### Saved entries
────
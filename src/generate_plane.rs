use cgmath::{vec2, vec3};
use wgpu::util::DeviceExt;

#[repr(C)]
#[derive(Copy, Clone, Debug, PartialEq, bytemuck::Pod, bytemuck::Zeroable)]
pub struct PlaneVertex {
  pub position: [f32; 3],
  pub uv: [f32; 2],
}

impl PlaneVertex {
  const ATTRIBUTES: [wgpu::VertexAttribute; 2] =
    wgpu::vertex_attr_array![0 => Float32x3, 1 => Float32x2];

  pub fn desc() -> wgpu::VertexBufferLayout<'static> {
    wgpu::VertexBufferLayout {
      array_stride: std::mem::size_of::<PlaneVertex>() as wgpu::BufferAddress,
      step_mode: wgpu::VertexStepMode::Vertex,
      attributes: &Self::ATTRIBUTES,
    }
  }
}

/// Flat grid of quad patches. Heights come from the displacement textures at draw time.
#[derive(Debug, Clone, PartialEq)]
pub struct WaterPlane {
  pub resolution: u32,
  pub vertices: Vec<PlaneVertex>,
  /// Four indices per patch: bottom-left, bottom-right, top-left, top-right.
  pub patch_indices: Vec<u32>,
}

pub struct WaterPlaneBuffers {
  pub vertex_buffer: wgpu::Buffer,
  pub index_buffer: wgpu::Buffer,
  pub index_count: u32,
}

/// `resolution` x `resolution` vertices, `spacing` world units apart, centred on the origin.
pub fn generate_plane(resolution: u32, spacing: f32) -> WaterPlane {
  let resolution = resolution.max(2);
  let half = (resolution / 2) as i64;
  let uv_scale = 1.0 / (resolution - 1) as f32;

  let mut vertices = Vec::with_capacity((resolution * resolution) as usize);
  for z in 0..resolution {
    for x in 0..resolution {
      let position = vec3(
        (x as i64 - half) as f32 * spacing,
        0.0,
        (z as i64 - half) as f32 * spacing,
      );
      let uv = vec2(x as f32, z as f32) * uv_scale;
      vertices.push(PlaneVertex {
        position: position.into(),
        uv: uv.into(),
      });
    }
  }

  let mut patch_indices = Vec::with_capacity(((resolution - 1) * (resolution - 1) * 4) as usize);
  for z in 0..resolution - 1 {
    for x in 0..resolution - 1 {
      let top_left = z * resolution + x;
      let top_right = top_left + 1;
      let bottom_left = (z + 1) * resolution + x;
      let bottom_right = bottom_left + 1;

      patch_indices.extend_from_slice(&[bottom_left, bottom_right, top_left, top_right]);
    }
  }

  WaterPlane {
    resolution,
    vertices,
    patch_indices,
  }
}

impl WaterPlane {
  pub fn patch_count(&self) -> usize {
    self.patch_indices.len() / 4
  }

  /// Two triangles per patch, for pipelines that draw a triangle list.
  pub fn triangle_indices(&self) -> Vec<u32> {
    self
      .patch_indices
      .chunks_exact(4)
      .flat_map(|patch| {
        let [bottom_left, bottom_right, top_left, top_right] = [patch[0], patch[1], patch[2], patch[3]];
        [top_left, bottom_left, top_right, top_right, bottom_left, bottom_right]
      })
      .collect()
  }

  pub fn upload(&self, device: &wgpu::Device) -> WaterPlaneBuffers {
    let indices = self.triangle_indices();

    let vertex_buffer = device.create_buffer_init(&wgpu::util::BufferInitDescriptor {
      label: Some("Water plane vertex buffer"),
      contents: bytemuck::cast_slice(&self.vertices),
      usage: wgpu::BufferUsages::VERTEX,
    });

    let index_buffer = device.create_buffer_init(&wgpu::util::BufferInitDescriptor {
      label: Some("Water plane index buffer"),
      contents: bytemuck::cast_slice(&indices),
      usage: wgpu::BufferUsages::INDEX,
    });

    WaterPlaneBuffers {
      vertex_buffer,
      index_buffer,
      index_count: indices.len() as u32,
    }
  }
}
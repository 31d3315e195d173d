//! GPU FFT ocean: JONSWAP spectra evolved and inverse-transformed in wgpu compute passes,
//! assembled into per-domain displacement and slope texture arrays.

pub mod generate_plane;
pub mod gpu;
pub mod ocean;

pub use generate_plane::{generate_plane, PlaneVertex, WaterPlane};
pub use gpu::GpuContext;
pub use ocean::{OceanError, OceanSimulationConfig, OceanSurface};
────
### TASK TO COMPLETE
Report only the number of lines above that contain "into".

### SOLUTION FOR THIS TASK
3